----- Provided data -----
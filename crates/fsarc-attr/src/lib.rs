//! The "dico": an ordered typed key/value bag, used for every header in the
//! archive (main header, per-filesystem header, object header, block
//! header, footers).

mod value;

pub use value::{AttrType, AttrValue};

use fsarc_dtyp::{Error, Section};

#[derive(Debug, Clone)]
struct Item {
    section: u8,
    key: u16,
    value: AttrValue,
}

/// An ordered list of `(section, key) -> value` items.
///
/// A single `(section, key)` pair is unique within one record. Order of
/// insertion is preserved on both `serialize`/`parse` round trips, since
/// some consumers (archinfo) print items in the order they were written.
#[derive(Debug, Clone, Default)]
pub struct AttributeRecord {
    items: Vec<Item>,
}

impl AttributeRecord {
    /// Creates an empty, ordered attribute record.
    pub fn new() -> Self {
        Self { items: Vec::new() }
    }

    fn find(&self, section: u8, key: u16) -> Option<usize> {
        self.items
            .iter()
            .position(|i| i.section == section && i.key == key)
    }

    /// Appends an item. Fails with [`Error::Duplicate`] if `(section, key)`
    /// is already present.
    pub fn add(&mut self, section: Section, key: u16, value: AttrValue) -> Result<(), Error> {
        let section = section.as_u8();
        if self.find(section, key).is_some() {
            return Err(Error::Duplicate { section, key });
        }
        self.items.push(Item {
            section,
            key,
            value,
        });
        Ok(())
    }

    pub fn add_u8(&mut self, section: Section, key: u16, v: u8) -> Result<(), Error> {
        self.add(section, key, AttrValue::U8(v))
    }
    pub fn add_u16(&mut self, section: Section, key: u16, v: u16) -> Result<(), Error> {
        self.add(section, key, AttrValue::U16(v))
    }
    pub fn add_u32(&mut self, section: Section, key: u16, v: u32) -> Result<(), Error> {
        self.add(section, key, AttrValue::U32(v))
    }
    pub fn add_u64(&mut self, section: Section, key: u16, v: u64) -> Result<(), Error> {
        self.add(section, key, AttrValue::U64(v))
    }
    pub fn add_bytes(&mut self, section: Section, key: u16, v: impl Into<Vec<u8>>) -> Result<(), Error> {
        self.add(section, key, AttrValue::Bytes(v.into()))
    }
    pub fn add_string(&mut self, section: Section, key: u16, v: impl Into<String>) -> Result<(), Error> {
        self.add(section, key, AttrValue::String(v.into()))
    }

    /// Returns the value of `(section, key)`, or [`Error::NotFound`].
    pub fn get(&self, section: Section, key: u16) -> Result<&AttrValue, Error> {
        let section = section.as_u8();
        self.find(section, key)
            .map(|i| &self.items[i].value)
            .ok_or(Error::NotFound { section, key })
    }

    /// Like [`Self::get`], but returns `default` instead of an error when
    /// the item is missing. Other errors (wrong type at the call site) are
    /// still the caller's responsibility to check.
    pub fn get_or<'a>(&'a self, section: Section, key: u16, default: &'a AttrValue) -> &'a AttrValue {
        self.get(section, key).unwrap_or(default)
    }

    pub fn get_u8(&self, section: Section, key: u16) -> Result<u8, Error> {
        self.get_typed(section, key, AttrValue::as_u8)
    }
    pub fn get_u16(&self, section: Section, key: u16) -> Result<u16, Error> {
        self.get_typed(section, key, AttrValue::as_u16)
    }
    pub fn get_u32(&self, section: Section, key: u16) -> Result<u32, Error> {
        self.get_typed(section, key, AttrValue::as_u32)
    }
    pub fn get_u64(&self, section: Section, key: u16) -> Result<u64, Error> {
        self.get_typed(section, key, AttrValue::as_u64)
    }
    pub fn get_bytes(&self, section: Section, key: u16) -> Result<&[u8], Error> {
        let section_u8 = section.as_u8();
        match self.get(section, key)?.as_bytes() {
            Some(v) => Ok(v),
            None => Err(Error::WrongType {
                section: section_u8,
                key,
            }),
        }
    }
    pub fn get_string(&self, section: Section, key: u16) -> Result<&str, Error> {
        let section_u8 = section.as_u8();
        match self.get(section, key)?.as_str() {
            Some(v) => Ok(v),
            None => Err(Error::WrongType {
                section: section_u8,
                key,
            }),
        }
    }

    fn get_typed<T>(
        &self,
        section: Section,
        key: u16,
        extract: impl Fn(&AttrValue) -> Option<T>,
    ) -> Result<T, Error> {
        let section_u8 = section.as_u8();
        let value = self.get(section, key)?;
        extract(value).ok_or(Error::WrongType {
            section: section_u8,
            key,
        })
    }

    /// Number of items, optionally restricted to one section.
    pub fn count(&self, section: Option<Section>) -> usize {
        match section {
            Some(s) => self.items.iter().filter(|i| i.section == s.as_u8()).count(),
            None => self.items.len(),
        }
    }

    /// Iterates items in insertion order.
    pub fn iter(&self) -> impl Iterator<Item = (u8, u16, &AttrValue)> {
        self.items.iter().map(|i| (i.section, i.key, &i.value))
    }

    /// Serializes to the wire layout: `u16 count` then, per item,
    /// `{ u8 type, u8 section, u16 key, u16 size, size bytes }`, all
    /// little-endian.
    pub fn serialize(&self) -> Vec<u8> {
        let mut buf = Vec::new();
        buf.extend_from_slice(&(self.items.len() as u16).to_le_bytes());
        for item in &self.items {
            let encoded = item.value.encode();
            buf.push(item.value.attr_type() as u8);
            buf.push(item.section);
            buf.extend_from_slice(&item.key.to_le_bytes());
            buf.extend_from_slice(&(encoded.len() as u16).to_le_bytes());
            buf.extend_from_slice(&encoded);
        }
        buf
    }

    /// Parses the wire layout produced by [`Self::serialize`].
    ///
    /// The caller has already verified the enclosing Fletcher-32 checksum.
    /// Any structural inconsistency (a count the buffer can't hold, or an
    /// item whose declared size overflows the remaining bytes) aborts the
    /// parse with [`Error::Corrupt`].
    pub fn parse(bytes: &[u8]) -> Result<Self, Error> {
        let mut pos = 0usize;
        let count = read_u16(bytes, &mut pos)?;
        let mut record = AttributeRecord::new();
        for _ in 0..count {
            let ty = read_u8(bytes, &mut pos)?;
            let section = read_u8(bytes, &mut pos)?;
            let key = read_u16(bytes, &mut pos)?;
            let size = read_u16(bytes, &mut pos)? as usize;
            let end = pos
                .checked_add(size)
                .filter(|&e| e <= bytes.len())
                .ok_or_else(|| Error::Corrupt("attribute item size overflows buffer".into()))?;
            let data = &bytes[pos..end];
            pos = end;

            let ty = AttrType::from_u8(ty)
                .ok_or_else(|| Error::Corrupt(format!("unknown attribute type tag {ty}")))?;
            let value = AttrValue::decode(ty, section, key, data)?;
            record
                .items
                .push(Item { section, key, value });
        }
        Ok(record)
    }
}

fn read_u8(bytes: &[u8], pos: &mut usize) -> Result<u8, Error> {
    let v = *bytes
        .get(*pos)
        .ok_or_else(|| Error::Corrupt("attribute record truncated".into()))?;
    *pos += 1;
    Ok(v)
}

fn read_u16(bytes: &[u8], pos: &mut usize) -> Result<u16, Error> {
    let end = pos
        .checked_add(2)
        .filter(|&e| e <= bytes.len())
        .ok_or_else(|| Error::Corrupt("attribute record truncated".into()))?;
    let arr: [u8; 2] = bytes[*pos..end].try_into().unwrap();
    *pos = end;
    Ok(u16::from_le_bytes(arr))
}

#[cfg(test)]
mod tests {
    use super::*;

    #[test]
    fn round_trips_mixed_items() {
        let mut d = AttributeRecord::new();
        d.add_u32(Section::StdAttr, 1, 42).unwrap();
        d.add_string(Section::StdAttr, 2, "/a/sub/f3").unwrap();
        d.add_bytes(Section::XAttr, 3, vec![1, 2, 3, 4]).unwrap();
        d.add_u64(Section::StdAttr, 4, u64::MAX).unwrap();

        let bytes = d.serialize();
        let parsed = AttributeRecord::parse(&bytes).unwrap();

        assert_eq!(parsed.get_u32(Section::StdAttr, 1).unwrap(), 42);
        assert_eq!(parsed.get_string(Section::StdAttr, 2).unwrap(), "/a/sub/f3");
        assert_eq!(parsed.get_bytes(Section::XAttr, 3).unwrap(), &[1, 2, 3, 4]);
        assert_eq!(parsed.get_u64(Section::StdAttr, 4).unwrap(), u64::MAX);
    }

    #[test]
    fn duplicate_key_is_rejected() {
        let mut d = AttributeRecord::new();
        d.add_u8(Section::StdAttr, 1, 1).unwrap();
        let err = d.add_u8(Section::StdAttr, 1, 2).unwrap_err();
        assert!(matches!(err, Error::Duplicate { .. }));
    }

    #[test]
    fn missing_key_is_not_found() {
        let d = AttributeRecord::new();
        let err = d.get_u32(Section::StdAttr, 99).unwrap_err();
        assert!(matches!(err, Error::NotFound { .. }));
    }

    #[test]
    fn corrupt_count_does_not_panic() {
        // count says 5 items, but there's no data behind it.
        let bytes = [5u8, 0];
        let err = AttributeRecord::parse(&bytes).unwrap_err();
        assert!(matches!(err, Error::Corrupt(_)));
    }

    #[test]
    fn oversized_item_length_is_corrupt_not_a_panic() {
        let mut bytes = vec![1u8, 0]; // count = 1
        bytes.push(AttrType::Bytes as u8);
        bytes.push(Section::StdAttr as u8);
        bytes.extend_from_slice(&1u16.to_le_bytes()); // key
        bytes.extend_from_slice(&0xffffu16.to_le_bytes()); // size way too big
        let err = AttributeRecord::parse(&bytes).unwrap_err();
        assert!(matches!(err, Error::Corrupt(_)));
    }
}
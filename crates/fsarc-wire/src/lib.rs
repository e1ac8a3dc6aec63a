//! The on-disk container format: magic-framed records, volume headers and
//! footers, and the writer/reader pair that produces and consumes them.
//!
//! Every record shares one framing: a 4-byte magic, the archive id, an
//! `fs_id`, a length-prefixed, Fletcher-32-checksummed attribute record,
//! and (for data blocks) raw payload bytes. [`writer::FramedWriter`] and
//! [`reader::FramedReader`] are the only things in this crate that touch a
//! file descriptor; everything above them works with in-memory
//! [`fsarc_attr::AttributeRecord`]s.

pub mod format;
pub mod frame;
pub mod magic;
pub mod reader;
pub mod volume;
pub mod writer;

pub use format::WireFormat;
pub use magic::Magic;
pub use reader::{FramedReader, FORMAT_ID_KEY};
pub use volume::volume_path;
pub use writer::FramedWriter;
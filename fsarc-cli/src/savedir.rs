use std::process::ExitCode;

use fsarc_core::{ExcludePattern, SaveOptions};
use fsarc_dtyp::ArchiveId;

use crate::cli::SavedirArgs;
use crate::password::resolve_save_password;
use crate::runctx::{fatal, finish, new_context};

pub fn run(args: SavedirArgs) -> ExitCode {
    let password = match resolve_save_password(args.common.password.as_deref()) {
        Ok(p) => p,
        Err(e) => return fatal("password", e),
    };

    let options = SaveOptions {
        overwrite: args.common.overwrite,
        compression_level: args.common.level,
        split_size: args.common.split_mib.saturating_mul(1024 * 1024),
        worker_count: args.common.jobs,
        password,
        label: args.common.label,
        excludes: args.common.exclude.into_iter().map(ExcludePattern::new).collect(),
        allow_mounted_rw: args.common.allow_mounted_rw,
        relax_mount_opt_checks: args.common.relax_mount_opt_checks,
        experimental_fs: args.common.experimental_fs,
    };
    if let Err(e) = options.validate() {
        return fatal("savedir", e);
    }

    let ctx = new_context(ArchiveId::generate());

    let pb = crate::progress::spinner("archiving directories");
    let result = fsarc_core::save_directories(&args.archive, &args.dirs, &options, &ctx);
    pb.finish_and_clear();

    match result {
        Ok(stats) => finish("savedir", &stats),
        Err(e) => fatal("savedir", e),
    }
}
-----
§ **Work instruction**
Could you set down, exactly as written, the lines above between the one holding "pub fn add_u32(&mut" and the one holding "pub fn get_u16(&self, section: Section, key: u16)", inclusive, and nothing more?

§ **Problem solution**
    pub fn add_u32(&mut self, section: Section, key: u16, v: u32) -> Result<(), Error> {
        self.add(section, key, AttrValue::U32(v))
    }
    pub fn add_u64(&mut self, section: Section, key: u16, v: u64) -> Result<(), Error> {
        self.add(section, key, AttrValue::U64(v))
    }
    pub fn add_bytes(&mut self, section: Section, key: u16, v: impl Into<Vec<u8>>) -> Result<(), Error> {
        self.add(section, key, AttrValue::Bytes(v.into()))
    }
    pub fn add_string(&mut self, section: Section, key: u16, v: impl Into<String>) -> Result<(), Error> {
        self.add(section, key, AttrValue::String(v.into()))
    }

    /// Returns the value of `(section, key)`, or [`Error::NotFound`].
    pub fn get(&self, section: Section, key: u16) -> Result<&AttrValue, Error> {
        let section = section.as_u8();
        self.find(section, key)
            .map(|i| &self.items[i].value)
            .ok_or(Error::NotFound { section, key })
    }

    /// Like [`Self::get`], but returns `default` instead of an error when
    /// the item is missing. Other errors (wrong type at the call site) are
    /// still the caller's responsibility to check.
    pub fn get_or<'a>(&'a self, section: Section, key: u16, default: &'a AttrValue) -> &'a AttrValue {
        self.get(section, key).unwrap_or(default)
    }

    pub fn get_u8(&self, section: Section, key: u16) -> Result<u8, Error> {
        self.get_typed(section, key, AttrValue::as_u8)
    }
    pub fn get_u16(&self, section: Section, key: u16) -> Result<u16, Error> {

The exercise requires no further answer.